Nachrichten

    Etikettenschwindel für Geflüchtete und Erwerbslose

    Etikettenschwindel für Geflüchtete und Erwerbslose

    Erklärung des Vorstandes des ver.di-Bundeserwerbslosenausschusses
    Berlin, 9. Juni 2016

    Rechtsvereinfachungs- und Integrationsgesetz bedeuten weitere Prekarisierung der Lebenswirklichkeit

    Die Renaissance der Ein–Euro–Jobs
    Künftig sollen Langzeiterwerbslose länger Ein–Euro–Jobs verrichten. Dies sieht ein weiterer Vorschlag des Bundesarbeitsministeriums zum „9. SGB-II-Änderungsgesetz“ vor. Dem Vorschlag zufolge sollen Langzeiterwerbslose nicht nur maximal 24 Monate Ein-Euro–Jobs übernehmen, sondern bis zur Zwangsverrentung in solche Maßnahmen gesteckt werden können.

    Unter dem Vorwand der Integration Geflüchteter will die Regierungskoalition den Niedriglohnsektor fördern. Mit 100.000 „zusätzlichen Arbeitsgelegenheiten“ im Integrationsgesetz sollen Ein–Euro–Jobs ohne die bisherigen SGB II-Einschränkungen, wie Wettbewerbsneutralität und Zusätzlichkeit, dafür mit der Möglichkeit, die Aufwandsent-schädigung auf 80 Cent zu drücken.

    Mit dieser Regelung verstößt die Bundesregierung gegen den Gleichbehandlungsgrundsatz des Grundgesetzes und schafft ein Zwei-Klassen-System bei den Ein-Euro-Jobs.

    Das von der Bundesregierung vorgelegte Integrationsgesetz, in unseliger Tradition der Asylpakete I und II, bedeutet asyl- und migrationspolitisch eine weitreichende Entrechtung der Betroffenen. Dies lehnen wir entschieden ab.

    Die Bundesregierung legt bei der Zwangsverrentung den Turbo ein
    Nach Schätzungen werden jährlich tausende Hartz-IV–Empfänger*innen (SGB II) aufgefordert, vorzeitig mit 63 Jahren in Rente zu gehen, obwohl sie dabei spürbare Abschläge hinnehmen müssen bzw. dadurch hilfsbedürftig werden. Kommen die Menschen der Aufforderung zur Zwangsverrentung nicht nach, können die Jobcenter Anträge dafür stellen. Zur Beschleunigung sollen die Jobcenter in solchen Fällen künftig sanktionieren dürfen, sprich Hartz-IV–Leistungen versagen, wenn die Betroffenen ihren Mitwirkungspflichten nicht nachkommen. Der ver.di -Bundeserwerbslosenausschuss fordert mit Nachdruck die generelle Abschaffung der Zwangsverrentung.
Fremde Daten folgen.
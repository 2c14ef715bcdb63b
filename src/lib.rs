//! TDOA Positioning System
//!
//! Estimates a 2D emitter position from the arrival timestamps reported by
//! three or more fixed receivers: a closed-form solution for three receivers,
//! linearized least squares for more, and optional Levenberg-Marquardt
//! refinement of the true hyperbolic residuals.

pub mod core;
pub mod algorithms;
pub mod processing;
pub mod validation;
pub mod utils;
pub mod api;

// Re-export commonly used types
pub use core::{Position, Receiver, SPEED_OF_LIGHT};
pub use algorithms::{
    exact_tdoa, initial_guess, linear_tdoa, nonlinear_optimization, ArmPreference, Estimate, ExactSolver,
    LinearSolver, Method, NonlinearRefiner, Refinement, Solution, SolverKind, TdoaLocator, TdoaResidual,
};
pub use validation::{LocatorError, LocatorResult, SolveWarning};
pub use utils::config::{ConfigurationManager, LocatorConfig};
    Sanktionen haben in der Grundsicherung nichts zu suchen, so der ver.di–Bundeserwerbslosenausschuss, denn ein Existenz- und Teilhabeminimum darf nicht gekürzt werden. Im SGB II-Änderungsgesetz werden Vorschläge zur Verbesserung der Sanktionspraxis für unter 25-jährige Leistungsberechtigte sowie die Vermeidung von Wohnungslosigkeit durch Sanktionen nicht umgesetzt. Zukünftig sollen die Jobcenter Ersatzansprüche an die SGB II-Leistungsberechtigten geltend machen können, wenn sie durch vermeintlich „sozialwidriges Verhalten“ ihre Hilfebedürftigkeit nicht reduzieren, sie erhöhen oder aufrechterhalten. Im Klartext: Damit werden die Sanktionsmechanismen weiter ausgebaut.

    Auch die Mehrzahl der Fachexperten in der Sachverständigen-Anhörung zum SGB II-Änderungsgesetz am 30. Mai im Deutschen Bundestag vertraten die Auffassung, dass die bisherige Sanktionspraxis mit einem hohen Verwaltungs-aufwand verbunden ist und sie sich deshalb für Abmilderungen der Sanktionsregelungen ausgesprochen haben.

    Insgesamt bleibt der Gesetzesvorschlag zu den SGB II-Änderungen weit hinter den Reformnotwendigkeiten zurück. Der Vorstand des ver.di–Bundeserwerbslosenausschusses erwartet von den Bundestagsabgeordneten, dass sie in den abschließenden parlamentarischen Beratungen die Kritik und die Anregungen der Sachverständigen aufgreifen, um wirklich eine Vereinfachung und Verbesserung für die Leistungsberechtigten und die Jobcenter-Beschäftigten zu beschließen.